- _RECORDED DATA_

- - - - - - -

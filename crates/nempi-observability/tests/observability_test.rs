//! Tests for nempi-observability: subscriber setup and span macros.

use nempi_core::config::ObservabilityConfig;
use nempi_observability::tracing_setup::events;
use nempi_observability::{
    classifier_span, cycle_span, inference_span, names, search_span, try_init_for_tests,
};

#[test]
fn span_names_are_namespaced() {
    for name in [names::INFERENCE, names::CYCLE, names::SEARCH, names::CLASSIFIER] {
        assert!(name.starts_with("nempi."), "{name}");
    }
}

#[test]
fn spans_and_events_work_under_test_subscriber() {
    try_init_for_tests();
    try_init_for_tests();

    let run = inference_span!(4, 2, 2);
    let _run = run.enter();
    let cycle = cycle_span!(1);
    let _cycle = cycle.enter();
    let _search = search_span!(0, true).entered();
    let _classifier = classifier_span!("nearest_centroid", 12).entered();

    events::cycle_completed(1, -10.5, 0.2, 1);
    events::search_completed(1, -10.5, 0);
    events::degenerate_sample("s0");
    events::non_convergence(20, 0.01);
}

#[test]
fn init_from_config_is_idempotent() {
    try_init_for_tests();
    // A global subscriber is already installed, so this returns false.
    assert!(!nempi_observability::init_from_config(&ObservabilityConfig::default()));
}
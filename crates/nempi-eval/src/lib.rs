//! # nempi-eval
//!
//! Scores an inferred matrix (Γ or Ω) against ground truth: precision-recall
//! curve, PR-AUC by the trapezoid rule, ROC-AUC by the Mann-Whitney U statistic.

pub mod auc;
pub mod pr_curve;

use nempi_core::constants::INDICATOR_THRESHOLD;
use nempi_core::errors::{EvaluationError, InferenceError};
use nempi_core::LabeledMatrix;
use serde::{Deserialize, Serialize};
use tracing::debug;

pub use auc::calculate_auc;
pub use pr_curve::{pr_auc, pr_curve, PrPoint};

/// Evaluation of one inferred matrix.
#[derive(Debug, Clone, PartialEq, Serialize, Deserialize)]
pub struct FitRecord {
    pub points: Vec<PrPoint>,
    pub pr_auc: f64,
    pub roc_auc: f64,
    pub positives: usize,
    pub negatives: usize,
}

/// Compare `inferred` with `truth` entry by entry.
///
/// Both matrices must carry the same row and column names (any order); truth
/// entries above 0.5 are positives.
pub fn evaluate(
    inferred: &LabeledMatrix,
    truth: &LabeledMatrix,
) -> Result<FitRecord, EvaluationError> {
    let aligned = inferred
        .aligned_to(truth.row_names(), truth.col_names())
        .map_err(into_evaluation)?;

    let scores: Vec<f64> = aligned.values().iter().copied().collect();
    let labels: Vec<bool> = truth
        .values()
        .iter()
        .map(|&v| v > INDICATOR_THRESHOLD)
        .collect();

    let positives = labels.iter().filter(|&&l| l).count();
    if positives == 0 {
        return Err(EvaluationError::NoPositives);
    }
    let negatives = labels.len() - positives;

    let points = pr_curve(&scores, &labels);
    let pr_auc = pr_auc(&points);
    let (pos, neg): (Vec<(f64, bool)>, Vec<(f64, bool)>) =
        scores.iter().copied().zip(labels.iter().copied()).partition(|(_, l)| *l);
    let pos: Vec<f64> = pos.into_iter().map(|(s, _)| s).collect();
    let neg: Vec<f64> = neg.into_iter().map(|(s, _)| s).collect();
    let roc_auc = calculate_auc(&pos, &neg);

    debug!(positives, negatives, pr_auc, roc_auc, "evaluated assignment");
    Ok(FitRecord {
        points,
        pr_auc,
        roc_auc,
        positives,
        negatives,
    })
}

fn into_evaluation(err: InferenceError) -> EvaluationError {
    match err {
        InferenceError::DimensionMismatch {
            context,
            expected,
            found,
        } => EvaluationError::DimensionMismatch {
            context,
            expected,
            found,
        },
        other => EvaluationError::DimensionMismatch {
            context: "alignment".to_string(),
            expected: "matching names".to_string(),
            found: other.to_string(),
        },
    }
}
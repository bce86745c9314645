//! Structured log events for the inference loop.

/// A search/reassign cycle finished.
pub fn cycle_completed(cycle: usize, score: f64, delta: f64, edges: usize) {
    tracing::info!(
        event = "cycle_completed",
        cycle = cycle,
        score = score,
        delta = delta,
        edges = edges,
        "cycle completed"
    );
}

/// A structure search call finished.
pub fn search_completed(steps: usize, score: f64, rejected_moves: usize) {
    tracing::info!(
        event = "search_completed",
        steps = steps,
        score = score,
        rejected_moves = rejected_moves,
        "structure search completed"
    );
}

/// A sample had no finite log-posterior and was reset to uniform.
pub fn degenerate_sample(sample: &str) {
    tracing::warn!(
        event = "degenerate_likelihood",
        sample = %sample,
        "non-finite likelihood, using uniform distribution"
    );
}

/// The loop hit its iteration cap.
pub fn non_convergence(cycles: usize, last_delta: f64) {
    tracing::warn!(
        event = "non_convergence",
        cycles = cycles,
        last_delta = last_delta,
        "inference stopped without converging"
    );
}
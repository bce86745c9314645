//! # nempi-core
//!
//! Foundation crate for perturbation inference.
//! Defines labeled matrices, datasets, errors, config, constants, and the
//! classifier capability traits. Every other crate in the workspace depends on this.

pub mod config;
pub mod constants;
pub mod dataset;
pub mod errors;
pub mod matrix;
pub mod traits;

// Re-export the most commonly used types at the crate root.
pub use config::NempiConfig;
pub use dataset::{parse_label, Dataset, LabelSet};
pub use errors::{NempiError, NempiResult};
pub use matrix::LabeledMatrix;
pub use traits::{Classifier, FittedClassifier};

- - - - - - -

- _EXERCISE AIM_
The records above should be repeated exactly. Print them all.

- _EXERCISE RESULT_
filename crates/nempi-observability/tests/observability_test.rs
//! Tests for nempi-observability: subscriber setup and span macros.

use nempi_core::config::ObservabilityConfig;
use nempi_observability::tracing_setup::events;
use nempi_observability::{
    classifier_span, cycle_span, inference_span, names, search_span, try_init_for_tests,
};

#[test]
fn span_names_are_namespaced() {
    for name in [names::INFERENCE, names::CYCLE, names::SEARCH, names::CLASSIFIER] {
        assert!(name.starts_with("nempi."), "{name}");
    }
}

#[test]
fn spans_and_events_work_under_test_subscriber() {
    try_init_for_tests();
    try_init_for_tests();

    let run = inference_span!(4, 2, 2);
    let _run = run.enter();
    let cycle = cycle_span!(1);
    let _cycle = cycle.enter();
    let _search = search_span!(0, true).entered();
    let _classifier = classifier_span!("nearest_centroid", 12).entered();

    events::cycle_completed(1, -10.5, 0.2, 1);
    events::search_completed(1, -10.5, 0);
    events::degenerate_sample("s0");
    events::non_convergence(20, 0.01);
}

#[test]
fn init_from_config_is_idempotent() {
    try_init_for_tests();
    // A global subscriber is already installed, so this returns false.
    assert!(!nempi_observability::init_from_config(&ObservabilityConfig::default()));
}
filename crates/nempi-eval/src/lib.rs
//! # nempi-eval
//!
//! Scores an inferred matrix (Γ or Ω) against ground truth: precision-recall
//! curve, PR-AUC by the trapezoid rule, ROC-AUC by the Mann-Whitney U statistic.

pub mod auc;
pub mod pr_curve;

use nempi_core::constants::INDICATOR_THRESHOLD;
use nempi_core::errors::{EvaluationError, InferenceError};
use nempi_core::LabeledMatrix;
use serde::{Deserialize, Serialize};
use tracing::debug;

pub use auc::calculate_auc;
pub use pr_curve::{pr_auc, pr_curve, PrPoint};

/// Evaluation of one inferred matrix.
#[derive(Debug, Clone, PartialEq, Serialize, Deserialize)]
pub struct FitRecord {
    pub points: Vec<PrPoint>,
    pub pr_auc: f64,
    pub roc_auc: f64,
    pub positives: usize,
    pub negatives: usize,
}

/// Compare `inferred` with `truth` entry by entry.
///
/// Both matrices must carry the same row and column names (any order); truth
/// entries above 0.5 are positives.
pub fn evaluate(
    inferred: &LabeledMatrix,
    truth: &LabeledMatrix,
) -> Result<FitRecord, EvaluationError> {
    let aligned = inferred
        .aligned_to(truth.row_names(), truth.col_names())
        .map_err(into_evaluation)?;

    let scores: Vec<f64> = aligned.values().iter().copied().collect();
    let labels: Vec<bool> = truth
        .values()
        .iter()
        .map(|&v| v > INDICATOR_THRESHOLD)
        .collect();

    let positives = labels.iter().filter(|&&l| l).count();
    if positives == 0 {
        return Err(EvaluationError::NoPositives);
    }
    let negatives = labels.len() - positives;

    let points = pr_curve(&scores, &labels);
    let pr_auc = pr_auc(&points);
    let (pos, neg): (Vec<(f64, bool)>, Vec<(f64, bool)>) =
        scores.iter().copied().zip(labels.iter().copied()).partition(|(_, l)| *l);
    let pos: Vec<f64> = pos.into_iter().map(|(s, _)| s).collect();
    let neg: Vec<f64> = neg.into_iter().map(|(s, _)| s).collect();
    let roc_auc = calculate_auc(&pos, &neg);

    debug!(positives, negatives, pr_auc, roc_auc, "evaluated assignment");
    Ok(FitRecord {
        points,
        pr_auc,
        roc_auc,
        positives,
        negatives,
    })
}

fn into_evaluation(err: InferenceError) -> EvaluationError {
    match err {
        InferenceError::DimensionMismatch {
            context,
            expected,
            found,
        } => EvaluationError::DimensionMismatch {
            context,
            expected,
            found,
        },
        other => EvaluationError::DimensionMismatch {
            context: "alignment".to_string(),
            expected: "matching names".to_string(),
            found: other.to_string(),
        },
    }
}
repository bce86745c9314645
//! Structured log events for the inference loop.

/// A search/reassign cycle finished.
pub fn cycle_completed(cycle: usize, score: f64, delta: f64, edges: usize) {
    tracing::info!(
        event = "cycle_completed",
        cycle = cycle,
        score = score,
        delta = delta,
        edges = edges,
        "cycle completed"
    );
}

/// A structure search call finished.
pub fn search_completed(steps: usize, score: f64, rejected_moves: usize) {
    tracing::info!(
        event = "search_completed",
        steps = steps,
        score = score,
        rejected_moves = rejected_moves,
        "structure search completed"
    );
}

/// A sample had no finite log-posterior and was reset to uniform.
pub fn degenerate_sample(sample: &str) {
    tracing::warn!(
        event = "degenerate_likelihood",
        sample = %sample,
        "non-finite likelihood, using uniform distribution"
    );
}

/// The loop hit its iteration cap.
pub fn non_convergence(cycles: usize, last_delta: f64) {
    tracing::warn!(
        event = "non_convergence",
        cycles = cycles,
        last_delta = last_delta,
        "inference stopped without converging"
    );
}
repository bce86745c9314645
//! # nempi-core
//!
//! Foundation crate for perturbation inference.
//! Defines labeled matrices, datasets, errors, config, constants, and the
//! classifier capability traits. Every other crate in the workspace depends on this.

pub mod config;
pub mod constants;
pub mod dataset;
pub mod errors;
pub mod matrix;
pub mod traits;

// Re-export the most commonly used types at the crate root.
pub use config::NempiConfig;
pub use dataset::{parse_label, Dataset, LabelSet};
pub use errors::{NempiError, NempiResult};
pub use matrix::LabeledMatrix;
pub use traits::{Classifier, FittedClassifier};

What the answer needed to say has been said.